ZAGREB MOSQUE
Zoran Filipović
Gallery PM
April 20 – May 8
The celebration of the one-hundredth anniversary of the legal
recognition of Islam in Croatia in 2016
Exhibition opening: Wednesday, April 20, 2016 at 7pm
The City of Zagreb, as the administrative and political centre of the Republic of Croatia, with its geographical and geopolitical position, represents the traffic junction between Central and South-Eastern Europe and the Adriatic Sea. This position, as well as historical development, have made the city a sort of junction between Catholic Central Europe and the South-Eastern part of the European continent, where autochtonous Islam is part of the civilisation, as traditional religious and cultural heritage. The Zagreb Mosque is one of the recognisable landmarks of Zagreb, a trace of Muslim religious and cultural identity in the Republic of Croatia, and a symbol of permanent presence of one of the oldest Muslim communities in Central Europe. (…)

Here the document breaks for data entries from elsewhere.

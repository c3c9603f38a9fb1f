use geom::{Expanse, Point};

use super::{Layout, desired_size};
use crate::canvas::Canvas;

/// Places children left-to-right at their preferred sizes, wrapping to a
/// new row when the next child would overrun the container width. Rows are
/// as tall as their tallest member.
pub struct FlowLayout {
    /// Horizontal gap between children in a row.
    pub gap_x: u32,
    /// Vertical gap between rows.
    pub gap_y: u32,
}

impl FlowLayout {
    pub fn new() -> Self {
        Self { gap_x: 0, gap_y: 0 }
    }

    pub fn with_gaps(gap_x: u32, gap_y: u32) -> Self {
        Self { gap_x, gap_y }
    }

    /// Run the placement pass, invoking `f` for each visible child with its
    /// index, origin and size. Returns the bounding expanse of the flow.
    fn flow<F>(&self, area: Expanse, children: &[Box<dyn Canvas>], mut f: F) -> Expanse
    where
        F: FnMut(usize, Point, Expanse),
    {
        let mut x = 0u32;
        let mut y = 0u32;
        let mut row_h = 0u32;
        let mut max_w = 0u32;
        for (i, child) in children.iter().enumerate() {
            if !child.visible() {
                continue;
            }
            let sz = desired_size(child.as_ref());
            // Wrap if this child overruns the row, unless it starts the row.
            if x > 0 && x + sz.w > area.w {
                y = y.saturating_add(row_h).saturating_add(self.gap_y);
                x = 0;
                row_h = 0;
            }
            f(i, Point::new(x, y), sz);
            x = x.saturating_add(sz.w).saturating_add(self.gap_x);
            row_h = row_h.max(sz.h);
            max_w = max_w.max(x.saturating_sub(self.gap_x));
        }
        if row_h > 0 {
            y = y.saturating_add(row_h);
        }
        Expanse::new(max_w, y)
    }
}

impl Default for FlowLayout {
    fn default() -> Self {
        Self::new()
    }
}

impl Layout for FlowLayout {
    fn layout_children(&mut self, area: Expanse, children: &mut [Box<dyn Canvas>]) {
        let mut placements = Vec::new();
        self.flow(area, children, |i, p, sz| placements.push((i, p, sz)));
        for (i, p, sz) in placements {
            children[i].set_position(p);
            children[i].set_size(sz);
        }
    }

    fn preferred_size(&self, area: Expanse, children: &[Box<dyn Canvas>]) -> Expanse {
        self.flow(area, children, |_, _, _| ())
    }
}
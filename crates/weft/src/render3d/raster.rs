use geom::Expanse;

use super::{CharPolicy, Light, RenderMode, fill_ramp};
use crate::{
    Result,
    canvas::{Canvas, CanvasState},
    math3d::{Camera, Face, Mesh, Vec3},
    style::{Color, Style},
    surface::Surface,
};

/// A vertex after projection: cell-space x/y and view-space depth.
#[derive(Debug, Clone, Copy)]
struct Screen {
    x: f64,
    y: f64,
    depth: f64,
}

/// Per-frame depth storage. `None` means no depth recorded yet, avoiding
/// float-infinity comparisons.
struct DepthBuffer {
    w: u32,
    cells: Vec<Option<f64>>,
}

impl DepthBuffer {
    fn new(size: Expanse) -> Self {
        Self {
            w: size.w,
            cells: vec![None; size.area() as usize],
        }
    }

    /// True if `depth` is nearer than anything recorded at the cell, in
    /// which case it is recorded.
    fn test_and_set(&mut self, x: u32, y: u32, depth: f64) -> bool {
        let i = (y * self.w + x) as usize;
        match self.cells[i] {
            Some(d) if d <= depth => false,
            _ => {
                self.cells[i] = Some(depth);
                true
            }
        }
    }
}

/// Rasterizes triangle meshes through a perspective camera. Faces are
/// scanline-filled with a per-pixel depth test, wireframed with Bresenham
/// lines, or both. When a face carries a texture, the texture's character
/// wins over the shading ramp ([`CharPolicy::TextureWins`]).
pub struct MeshCanvas {
    state: CanvasState,
    pub camera: Camera,
    pub mode: RenderMode,
    pub light: Light,
    /// Discard faces whose projected winding is clockwise in screen space.
    pub cull_backfaces: bool,
    meshes: Vec<Mesh>,
}

const CHAR_POLICY: CharPolicy = CharPolicy::TextureWins;

impl MeshCanvas {
    pub fn new(camera: Camera) -> Self {
        Self {
            state: CanvasState::default(),
            camera,
            mode: RenderMode::default(),
            light: Light::default(),
            cull_backfaces: false,
            meshes: Vec::new(),
        }
    }

    pub fn add_mesh(&mut self, mesh: Mesh) {
        self.meshes.push(mesh);
    }

    pub fn meshes(&self) -> &[Mesh] {
        &self.meshes
    }

    pub fn meshes_mut(&mut self) -> &mut [Mesh] {
        &mut self.meshes
    }

    fn cell_for(&self, face: &Face, intensity: f64, u: f64, v: f64) -> (char, Style) {
        let tex = face.texture.as_deref();
        let ch = CHAR_POLICY.resolve(
            tex.map(|t| t.char_at(u, v, intensity)),
            fill_ramp(intensity),
        );
        let color = tex
            .map(|t| t.color_at(u, v, intensity))
            .or(face.color)
            .unwrap_or(Color::White);
        (ch, Style::fg(color))
    }
}

impl Canvas for MeshCanvas {
    fn state(&self) -> &CanvasState {
        &self.state
    }

    fn state_mut(&mut self) -> &mut CanvasState {
        &mut self.state
    }

    fn paint(&mut self, surf: &mut Surface<'_>) -> Result<()> {
        let sz = self.state.rect.expanse();
        if sz.is_empty() {
            return Ok(());
        }
        let (w, h) = (f64::from(sz.w), f64::from(sz.h));
        // A fixed quarter-extent zoom, centered; not aspect-normalized.
        let scale = f64::from(sz.w.min(sz.h)) / 4.0;
        let view = self.camera.view_matrix();
        let vp = self.camera.perspective_matrix(w / h).mul(view);
        let mut depth = DepthBuffer::new(sz);

        for mesh in &self.meshes {
            let screens: Vec<Screen> = mesh
                .vertices()
                .iter()
                .map(|&p| {
                    let ndc = vp.transform(p);
                    Screen {
                        x: w / 2.0 + ndc.x * scale,
                        y: h / 2.0 + ndc.y * scale,
                        depth: view.transform(p).z,
                    }
                })
                .collect();

            for face in mesh.faces() {
                let [i0, i1, i2] = face.indices;
                let (a, b, c) = (screens[i0], screens[i1], screens[i2]);

                // No near-plane clipping: a face is dropped whole as soon
                // as any corner crosses the plane.
                if a.depth < self.camera.near()
                    || b.depth < self.camera.near()
                    || c.depth < self.camera.near()
                {
                    continue;
                }
                let cross = (b.x - a.x) * (c.y - a.y) - (b.y - a.y) * (c.x - a.x);
                if self.cull_backfaces && cross > 0.0 {
                    continue;
                }
                let min_x = a.x.min(b.x).min(c.x);
                let max_x = a.x.max(b.x).max(c.x);
                let min_y = a.y.min(b.y).min(c.y);
                let max_y = a.y.max(b.y).max(c.y);
                if max_x < 0.0 || min_x >= w || max_y < 0.0 || min_y >= h {
                    continue;
                }

                let (v0, v1, v2) = mesh.corners(face);
                let normal = (v1 - v0).cross(v2 - v0).normalize();
                let intensity = self.light.shade(normal);

                if matches!(self.mode, RenderMode::Filled | RenderMode::Both) {
                    fill_triangle(surf, &mut depth, sz, (a, b, c), |u, v| {
                        self.cell_for(face, intensity, u, v)
                    });
                }
                if matches!(self.mode, RenderMode::Wireframe | RenderMode::Both) {
                    let (ch, style) = self.cell_for(face, intensity, 0.0, 0.0);
                    for (p, q) in [(a, b), (b, c), (c, a)] {
                        draw_line(surf, &mut depth, sz, p, q, ch, style);
                    }
                }
            }
        }
        Ok(())
    }
}

/// Integer Bresenham with linearly interpolated depth along the run.
fn draw_line(
    surf: &mut Surface<'_>,
    depth: &mut DepthBuffer,
    sz: Expanse,
    p: Screen,
    q: Screen,
    ch: char,
    style: Style,
) {
    let (x0, y0) = (p.x.round() as i64, p.y.round() as i64);
    let (x1, y1) = (q.x.round() as i64, q.y.round() as i64);
    let dx = (x1 - x0).abs();
    let dy = -(y1 - y0).abs();
    let sx = if x0 < x1 { 1 } else { -1 };
    let sy = if y0 < y1 { 1 } else { -1 };
    let steps = dx.max(-dy).max(1) as f64;
    let mut err = dx + dy;
    let (mut x, mut y) = (x0, y0);
    let mut step = 0.0;
    loop {
        let t = step / steps;
        let z = p.depth + (q.depth - p.depth) * t;
        if x >= 0
            && y >= 0
            && (x as u64) < u64::from(sz.w)
            && (y as u64) < u64::from(sz.h)
            && depth.test_and_set(x as u32, y as u32, z)
        {
            surf.put_styled(x as i32, y as i32, ch, style);
        }
        if x == x1 && y == y1 {
            break;
        }
        let e2 = 2 * err;
        if e2 >= dy {
            err += dy;
            x += sx;
        }
        if e2 <= dx {
            err += dx;
            y += sy;
        }
        step += 1.0;
    }
}

/// Scanline fill: for each row in the triangle's vertical span, intersect
/// the row with the three edges and walk the min..max span, depth-testing
/// each cell with barycentric-interpolated depth. The cell callback
/// receives the barycentric (u, v) of the second and third vertices.
fn fill_triangle<F>(
    surf: &mut Surface<'_>,
    depth: &mut DepthBuffer,
    sz: Expanse,
    (a, b, c): (Screen, Screen, Screen),
    cell: F,
) where
    F: Fn(f64, f64) -> (char, Style),
{
    // 2x2 solve for barycentric weights; a degenerate (collinear)
    // triangle has nothing to fill.
    let denom = (b.y - c.y) * (a.x - c.x) + (c.x - b.x) * (a.y - c.y);
    if denom.abs() < f64::EPSILON {
        return;
    }

    let y_lo = a.y.min(b.y).min(c.y).ceil().max(0.0) as i64;
    let y_hi = a.y.max(b.y).max(c.y).floor().min(f64::from(sz.h) - 1.0) as i64;
    for y in y_lo..=y_hi {
        let fy = y as f64;
        let mut span: Option<(f64, f64)> = None;
        for (p, q) in [(a, b), (b, c), (c, a)] {
            if (p.y <= fy) == (q.y <= fy) || p.y == q.y {
                continue;
            }
            let x = p.x + (fy - p.y) * (q.x - p.x) / (q.y - p.y);
            span = Some(match span {
                None => (x, x),
                Some((lo, hi)) => (lo.min(x), hi.max(x)),
            });
        }
        let Some((lo, hi)) = span else { continue };
        let x_lo = lo.ceil().max(0.0) as i64;
        let x_hi = hi.floor().min(f64::from(sz.w) - 1.0) as i64;
        for x in x_lo..=x_hi {
            let fx = x as f64;
            let w0 = ((b.y - c.y) * (fx - c.x) + (c.x - b.x) * (fy - c.y)) / denom;
            let w1 = ((c.y - a.y) * (fx - c.x) + (a.x - c.x) * (fy - c.y)) / denom;
            let w2 = 1.0 - w0 - w1;
            let z = w0 * a.depth + w1 * b.depth + w2 * c.depth;
            if depth.test_and_set(x as u32, y as u32, z) {
                let (ch, style) = cell(w1, w2);
                surf.put_styled(x as i32, y as i32, ch, style);
            }
        }
    }
}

(…) Historical sources note the first contact between Croats and Arabs as bearers of Islam as early as 7th century, when, after Arab conquest of the Byzantium province of Syria, Muslim Arab army included several thousand Byzantium soldiers, either prisoners or turncoat, including a number of those from Croatian lands. A separate chapter in Croatian-Arab contact started with Arab raids in the Mediterranean in the 9th century (Crete, Sicily, Southern Italy), when Muslim Arabs can even be found in Eastern Adriatic seas, where maritime battles take place. Among the prisoners and defectors to the Muslim side, again, there was a sizeable number of Croats from Adriatic coast and hinterlands, as witnessed by both Christian and Muslim sources. A part of Croats converted to Islam, while some entered the military or administrative service of Arab Muslim dynasties as Christians, spreading from Southern Italy, through North Africa, to Spain (…)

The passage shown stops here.